"""

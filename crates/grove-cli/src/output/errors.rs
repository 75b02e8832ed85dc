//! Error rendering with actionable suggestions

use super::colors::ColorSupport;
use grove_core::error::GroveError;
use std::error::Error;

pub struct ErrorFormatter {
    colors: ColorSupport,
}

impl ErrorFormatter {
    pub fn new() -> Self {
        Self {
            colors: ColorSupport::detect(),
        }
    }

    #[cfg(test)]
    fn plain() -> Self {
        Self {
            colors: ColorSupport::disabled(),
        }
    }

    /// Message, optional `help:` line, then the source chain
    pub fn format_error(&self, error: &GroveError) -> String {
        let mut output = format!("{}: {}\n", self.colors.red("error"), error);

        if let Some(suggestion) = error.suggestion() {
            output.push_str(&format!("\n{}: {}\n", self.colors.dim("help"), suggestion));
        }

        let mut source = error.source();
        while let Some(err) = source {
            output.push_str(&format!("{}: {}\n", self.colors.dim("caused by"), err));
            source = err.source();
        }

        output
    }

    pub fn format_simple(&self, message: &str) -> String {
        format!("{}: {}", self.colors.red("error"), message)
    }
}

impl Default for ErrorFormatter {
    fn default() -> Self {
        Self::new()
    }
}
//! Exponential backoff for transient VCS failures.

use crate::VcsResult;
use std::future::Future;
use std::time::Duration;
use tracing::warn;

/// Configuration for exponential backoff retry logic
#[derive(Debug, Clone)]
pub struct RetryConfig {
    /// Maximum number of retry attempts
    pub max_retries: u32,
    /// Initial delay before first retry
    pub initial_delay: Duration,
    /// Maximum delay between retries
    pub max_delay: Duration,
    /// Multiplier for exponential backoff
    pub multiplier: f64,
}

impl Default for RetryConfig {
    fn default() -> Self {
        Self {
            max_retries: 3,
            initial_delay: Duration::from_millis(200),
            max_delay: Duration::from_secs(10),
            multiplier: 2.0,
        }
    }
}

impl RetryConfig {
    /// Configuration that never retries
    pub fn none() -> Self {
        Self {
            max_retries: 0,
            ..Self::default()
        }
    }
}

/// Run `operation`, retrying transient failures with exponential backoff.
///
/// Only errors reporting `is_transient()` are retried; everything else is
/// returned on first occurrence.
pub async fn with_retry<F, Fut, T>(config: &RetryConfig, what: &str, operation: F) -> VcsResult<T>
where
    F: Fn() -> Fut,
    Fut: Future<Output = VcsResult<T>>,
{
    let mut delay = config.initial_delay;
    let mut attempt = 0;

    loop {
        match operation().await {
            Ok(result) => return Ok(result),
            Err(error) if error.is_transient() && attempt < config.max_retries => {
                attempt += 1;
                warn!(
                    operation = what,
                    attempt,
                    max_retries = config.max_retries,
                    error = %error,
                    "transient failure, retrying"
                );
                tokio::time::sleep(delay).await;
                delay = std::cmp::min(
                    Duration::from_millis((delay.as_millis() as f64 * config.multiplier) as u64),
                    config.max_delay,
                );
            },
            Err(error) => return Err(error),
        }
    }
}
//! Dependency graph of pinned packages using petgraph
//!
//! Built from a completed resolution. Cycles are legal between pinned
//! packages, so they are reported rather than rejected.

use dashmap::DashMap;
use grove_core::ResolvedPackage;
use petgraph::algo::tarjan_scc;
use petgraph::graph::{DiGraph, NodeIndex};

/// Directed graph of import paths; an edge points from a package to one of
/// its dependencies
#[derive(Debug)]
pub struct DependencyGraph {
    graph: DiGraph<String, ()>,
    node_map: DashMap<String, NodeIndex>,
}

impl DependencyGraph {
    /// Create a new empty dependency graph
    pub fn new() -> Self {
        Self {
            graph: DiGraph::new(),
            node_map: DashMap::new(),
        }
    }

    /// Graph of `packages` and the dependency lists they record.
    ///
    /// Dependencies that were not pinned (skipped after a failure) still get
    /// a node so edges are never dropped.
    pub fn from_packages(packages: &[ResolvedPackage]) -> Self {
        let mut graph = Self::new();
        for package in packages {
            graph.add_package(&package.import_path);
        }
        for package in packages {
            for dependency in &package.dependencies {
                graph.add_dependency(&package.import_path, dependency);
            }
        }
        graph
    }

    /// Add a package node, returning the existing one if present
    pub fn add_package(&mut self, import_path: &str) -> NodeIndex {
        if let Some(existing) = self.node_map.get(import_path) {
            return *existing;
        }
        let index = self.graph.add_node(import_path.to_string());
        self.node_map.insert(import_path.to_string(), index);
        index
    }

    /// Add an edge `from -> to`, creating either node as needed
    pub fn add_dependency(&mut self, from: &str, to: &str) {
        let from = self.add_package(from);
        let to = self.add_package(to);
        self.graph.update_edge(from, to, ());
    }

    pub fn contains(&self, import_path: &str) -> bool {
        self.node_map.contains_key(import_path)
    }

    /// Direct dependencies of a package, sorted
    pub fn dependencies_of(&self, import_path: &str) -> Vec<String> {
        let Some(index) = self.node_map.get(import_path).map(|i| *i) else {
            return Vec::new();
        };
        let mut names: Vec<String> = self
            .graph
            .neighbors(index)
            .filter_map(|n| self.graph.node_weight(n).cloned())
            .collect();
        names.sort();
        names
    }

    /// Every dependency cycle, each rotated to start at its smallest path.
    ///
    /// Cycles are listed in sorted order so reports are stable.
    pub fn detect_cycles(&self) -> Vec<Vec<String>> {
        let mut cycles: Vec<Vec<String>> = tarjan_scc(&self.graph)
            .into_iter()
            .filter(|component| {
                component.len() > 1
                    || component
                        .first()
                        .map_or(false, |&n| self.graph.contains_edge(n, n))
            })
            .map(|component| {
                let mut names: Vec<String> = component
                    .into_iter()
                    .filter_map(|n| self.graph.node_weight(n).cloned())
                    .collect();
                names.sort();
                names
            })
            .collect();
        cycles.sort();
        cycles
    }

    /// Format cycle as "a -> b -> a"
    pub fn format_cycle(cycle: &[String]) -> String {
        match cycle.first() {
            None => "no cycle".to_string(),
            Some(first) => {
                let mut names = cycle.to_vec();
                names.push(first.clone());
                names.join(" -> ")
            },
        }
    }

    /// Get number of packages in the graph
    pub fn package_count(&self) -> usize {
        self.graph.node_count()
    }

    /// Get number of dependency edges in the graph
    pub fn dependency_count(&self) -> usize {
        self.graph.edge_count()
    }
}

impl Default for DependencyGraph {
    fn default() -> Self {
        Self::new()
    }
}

"""
"""

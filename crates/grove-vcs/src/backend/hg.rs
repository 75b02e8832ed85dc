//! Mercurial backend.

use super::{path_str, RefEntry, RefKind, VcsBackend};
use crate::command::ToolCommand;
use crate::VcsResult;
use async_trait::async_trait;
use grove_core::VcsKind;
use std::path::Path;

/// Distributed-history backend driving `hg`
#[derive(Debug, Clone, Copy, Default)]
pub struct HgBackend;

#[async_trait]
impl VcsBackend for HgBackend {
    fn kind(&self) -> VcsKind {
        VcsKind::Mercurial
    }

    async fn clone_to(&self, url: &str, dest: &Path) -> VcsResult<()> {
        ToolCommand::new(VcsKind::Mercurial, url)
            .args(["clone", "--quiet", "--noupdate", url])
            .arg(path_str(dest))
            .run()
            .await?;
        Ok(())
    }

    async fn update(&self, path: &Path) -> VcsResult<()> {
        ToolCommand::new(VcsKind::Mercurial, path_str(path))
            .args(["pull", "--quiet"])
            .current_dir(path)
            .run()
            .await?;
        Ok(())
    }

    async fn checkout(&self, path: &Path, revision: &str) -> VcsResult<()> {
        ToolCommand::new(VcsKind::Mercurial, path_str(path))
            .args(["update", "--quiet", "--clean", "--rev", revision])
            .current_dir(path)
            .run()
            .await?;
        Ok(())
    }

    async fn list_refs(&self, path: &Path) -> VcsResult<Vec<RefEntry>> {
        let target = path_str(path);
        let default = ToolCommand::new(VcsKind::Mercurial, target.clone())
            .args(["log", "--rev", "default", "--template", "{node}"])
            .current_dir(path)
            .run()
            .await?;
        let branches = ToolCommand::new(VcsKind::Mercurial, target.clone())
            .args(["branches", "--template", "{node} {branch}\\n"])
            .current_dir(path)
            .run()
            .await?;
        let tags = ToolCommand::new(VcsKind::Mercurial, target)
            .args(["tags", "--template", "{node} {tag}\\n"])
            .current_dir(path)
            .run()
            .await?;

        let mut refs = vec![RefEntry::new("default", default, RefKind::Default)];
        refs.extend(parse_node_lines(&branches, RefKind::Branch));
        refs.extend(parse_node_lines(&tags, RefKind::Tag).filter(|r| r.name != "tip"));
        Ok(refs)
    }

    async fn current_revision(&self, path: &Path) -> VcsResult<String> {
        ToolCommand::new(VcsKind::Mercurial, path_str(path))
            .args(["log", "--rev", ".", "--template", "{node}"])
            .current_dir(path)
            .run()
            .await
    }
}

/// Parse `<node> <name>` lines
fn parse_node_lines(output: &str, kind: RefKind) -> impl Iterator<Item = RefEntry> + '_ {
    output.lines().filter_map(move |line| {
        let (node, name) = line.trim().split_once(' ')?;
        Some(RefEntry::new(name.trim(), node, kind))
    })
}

"""
"""

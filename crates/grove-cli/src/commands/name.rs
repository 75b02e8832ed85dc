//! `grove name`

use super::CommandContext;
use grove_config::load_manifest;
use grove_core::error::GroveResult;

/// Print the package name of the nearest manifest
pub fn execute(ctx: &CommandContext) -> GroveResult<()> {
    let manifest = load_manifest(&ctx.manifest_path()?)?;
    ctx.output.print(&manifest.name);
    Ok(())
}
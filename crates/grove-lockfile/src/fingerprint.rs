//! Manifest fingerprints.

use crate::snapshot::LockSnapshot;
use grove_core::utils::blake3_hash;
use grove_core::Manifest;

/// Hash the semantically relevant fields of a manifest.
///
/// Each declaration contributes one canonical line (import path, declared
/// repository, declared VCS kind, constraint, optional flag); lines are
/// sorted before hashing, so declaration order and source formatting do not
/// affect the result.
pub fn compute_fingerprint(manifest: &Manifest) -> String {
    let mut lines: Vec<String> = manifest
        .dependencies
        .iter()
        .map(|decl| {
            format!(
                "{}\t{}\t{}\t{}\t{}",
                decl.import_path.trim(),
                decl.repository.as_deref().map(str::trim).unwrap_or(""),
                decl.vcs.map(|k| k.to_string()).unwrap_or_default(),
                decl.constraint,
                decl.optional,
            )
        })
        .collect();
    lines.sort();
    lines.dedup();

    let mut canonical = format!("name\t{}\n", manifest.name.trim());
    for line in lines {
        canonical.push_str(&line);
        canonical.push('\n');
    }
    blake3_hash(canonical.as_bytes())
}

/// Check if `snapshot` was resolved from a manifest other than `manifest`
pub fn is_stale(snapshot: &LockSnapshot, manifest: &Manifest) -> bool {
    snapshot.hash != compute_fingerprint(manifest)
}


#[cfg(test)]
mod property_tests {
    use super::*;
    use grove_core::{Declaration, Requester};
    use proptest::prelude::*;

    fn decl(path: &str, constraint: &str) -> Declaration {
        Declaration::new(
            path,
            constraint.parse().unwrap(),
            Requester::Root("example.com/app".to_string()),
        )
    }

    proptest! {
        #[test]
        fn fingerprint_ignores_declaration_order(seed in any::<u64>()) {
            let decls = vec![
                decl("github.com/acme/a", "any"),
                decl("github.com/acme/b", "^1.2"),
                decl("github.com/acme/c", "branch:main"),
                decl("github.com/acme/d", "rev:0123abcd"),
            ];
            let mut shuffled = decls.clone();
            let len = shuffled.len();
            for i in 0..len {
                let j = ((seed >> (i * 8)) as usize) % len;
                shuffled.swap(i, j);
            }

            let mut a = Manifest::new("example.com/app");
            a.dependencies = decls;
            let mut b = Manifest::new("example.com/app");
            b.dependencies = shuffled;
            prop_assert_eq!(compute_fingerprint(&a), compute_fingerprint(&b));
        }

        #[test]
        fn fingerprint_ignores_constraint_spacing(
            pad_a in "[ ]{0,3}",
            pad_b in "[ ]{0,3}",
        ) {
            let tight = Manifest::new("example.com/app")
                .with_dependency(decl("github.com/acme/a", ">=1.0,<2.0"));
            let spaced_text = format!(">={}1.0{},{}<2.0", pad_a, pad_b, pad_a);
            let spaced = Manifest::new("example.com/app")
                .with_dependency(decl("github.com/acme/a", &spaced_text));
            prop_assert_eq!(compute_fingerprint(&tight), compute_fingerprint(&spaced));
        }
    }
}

"""

Work instructions. Pull out every line holding "DependencyGraph" from the records above, and copy it.

Your solution.
pub struct DependencyGraph {
impl DependencyGraph {
impl Default for DependencyGraph {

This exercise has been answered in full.